Mixed Effects Logistic Regression

Generalized linear models use a link function \(g(\cdot)\) that transforms the continuous, unbounded response variable \(y\) of linear regression onto some discrete, bounded space. This allows us to model outcomes that are not continuous and do not have normally distributed errors. To obtain the relationship between the predictors and the untransformed response variable, we apply the inverse link function \(g^{-1}(\cdot)\) to the right hand side of the model.

\[ y = g^{-1}(\mathbf{X}\boldsymbol{\beta}) \]

This linear combination of the explanatory variables is known as the linear predictor and is represented by the greek letter \(\eta\).
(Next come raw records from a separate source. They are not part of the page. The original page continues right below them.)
//! Validity predicate applied to every candidate step of the search
//!
//! Checks run in a fixed order and the first failure wins: repetition,
//! common tone, leading-tone adjacency, then the strategy's inversion rules.

use crate::lookup::lookup;
use crate::types::note::Note;
use crate::types::roman_numeral::{DegreeToken, Inversion, Mode, ScaleDegree};
use std::fmt;

/// Why a candidate was pruned
#[derive(Debug, Clone, PartialEq, Eq)]
pub enum RejectReason {
    /// The degree (ignoring inversion) is already in the sequence
    Repeated,
    /// The two triads share no pitch class
    NoCommonTone,
    /// vii° must resolve to iii
    LeadingToneUnresolved,
    /// vii° may only follow ii or IV
    LeadingToneUnprepared,
    /// A second-inversion chord right after any inverted chord
    SecondInversionAfterInversion,
    ConsecutiveSecondInversions,
    /// More inverted chords than the configured cap
    InversionCapExceeded,
    /// The harmonic lookup could not resolve the candidate
    LookupFailed(String),
}

impl fmt::Display for RejectReason {
    fn fmt(&self, f: &mut fmt::Formatter<'_>) -> fmt::Result {
        match self {
            RejectReason::Repeated => write!(f, "degree already used"),
            RejectReason::NoCommonTone => write!(f, "no common tone with previous chord"),
            RejectReason::LeadingToneUnresolved => write!(f, "vii° must be followed by iii"),
            RejectReason::LeadingToneUnprepared => write!(f, "vii° must be preceded by ii or IV"),
            RejectReason::SecondInversionAfterInversion => {
                write!(f, "second inversion after an inverted chord")
            }
            RejectReason::ConsecutiveSecondInversions => {
                write!(f, "two second inversions in a row")
            }
            RejectReason::InversionCapExceeded => write!(f, "too many inversions"),
            RejectReason::LookupFailed(e) => write!(f, "lookup failed: {}", e),
        }
    }
}

/// A pruned candidate together with the sequence it was tried against
#[derive(Debug, Clone, PartialEq, Eq)]
pub struct Rejection {
    pub sequence: Vec<DegreeToken>,
    pub candidate: DegreeToken,
    pub reason: RejectReason,
}

impl fmt::Display for Rejection {
    fn fmt(&self, f: &mut fmt::Formatter<'_>) -> fmt::Result {
        let seq: Vec<String> = self.sequence.iter().map(|t| t.to_string()).collect();
        write!(f, "[{}] + {}: {}", seq.join(" "), self.candidate, self.reason)
    }
}

/// Everything the predicate needs to judge one step
pub struct Step<'a> {
    pub sequence: &'a [DegreeToken],
    pub candidate: DegreeToken,
    /// The candidate fills the last slot with the closing tonic
    pub is_final_tonic: bool,
    pub tonic: Note,
    pub mode: Mode,
}

impl Step<'_> {
    pub fn last(&self) -> Option<DegreeToken> {
        self.sequence.last().copied()
    }

    pub fn inversions_used(&self) -> usize {
        self.sequence
            .iter()
            .filter(|t| t.inversion.is_inverted())
            .count()
    }
}

/// Rules shared by every strategy: repetition, common tone and vii° adjacency
pub fn check_common(step: &Step) -> Result<(), RejectReason> {
    let Some(last) = step.last() else {
        return Ok(());
    };
    let next = step.candidate;

    if !step.is_final_tonic && step.sequence.iter().any(|t| t.degree == next.degree) {
        return Err(RejectReason::Repeated);
    }

    let last_chord = lookup(last.base(), step.tonic, step.mode)
        .map_err(|e| RejectReason::LookupFailed(e.to_string()))?;
    let next_chord = lookup(next.base(), step.tonic, step.mode)
        .map_err(|e| RejectReason::LookupFailed(e.to_string()))?;
    if !last_chord.shares_tone_with(&next_chord) {
        return Err(RejectReason::NoCommonTone);
    }

    if last.is_leading_tone() && next.degree != ScaleDegree::III {
        return Err(RejectReason::LeadingToneUnresolved);
    }
    if next.is_leading_tone() && !matches!(last.degree, ScaleDegree::II | ScaleDegree::IV) {
        return Err(RejectReason::LeadingToneUnprepared);
    }

    Ok(())
}

/// Inversion constraints used by the inverted-triad strategy
pub fn check_inversions(step: &Step, max_inversions: usize) -> Result<(), RejectReason> {
    let next = step.candidate;
    if let Some(last) = step.last() {
        if next.inversion == Inversion::Second && last.inversion.is_inverted() {
            if last.inversion == Inversion::Second {
                return Err(RejectReason::ConsecutiveSecondInversions);
            }
            return Err(RejectReason::SecondInversionAfterInversion);
        }
    }
    if next.inversion.is_inverted() && step.inversions_used() + 1 > max_inversions {
        return Err(RejectReason::InversionCapExceeded);
    }
    Ok(())
}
Since software handles all the nuts and bolts of estimation via maximum likelihood, we can just throw some random effects terms into \(\eta\) without having to worry. The only change we have to make in R is to use glmer() instead of lmer(). Let’s try this out with some survey data. Reveal the code below and run it in R, since I’m using some tricks to clean the data that we won’t learn until later in the semester.

library(plyr) # load plyr first to avoid dplyr conflicts later
library(tidyverse)
library(countrycode)

## read in data
ab <- rio::import('http://afrobarometer.org/sites/default/files/data/round-6/merged_r6_data_2016_36countries2.sav')
au <- read.csv('https://jayrobwilliams.com/data/teaching/au.csv')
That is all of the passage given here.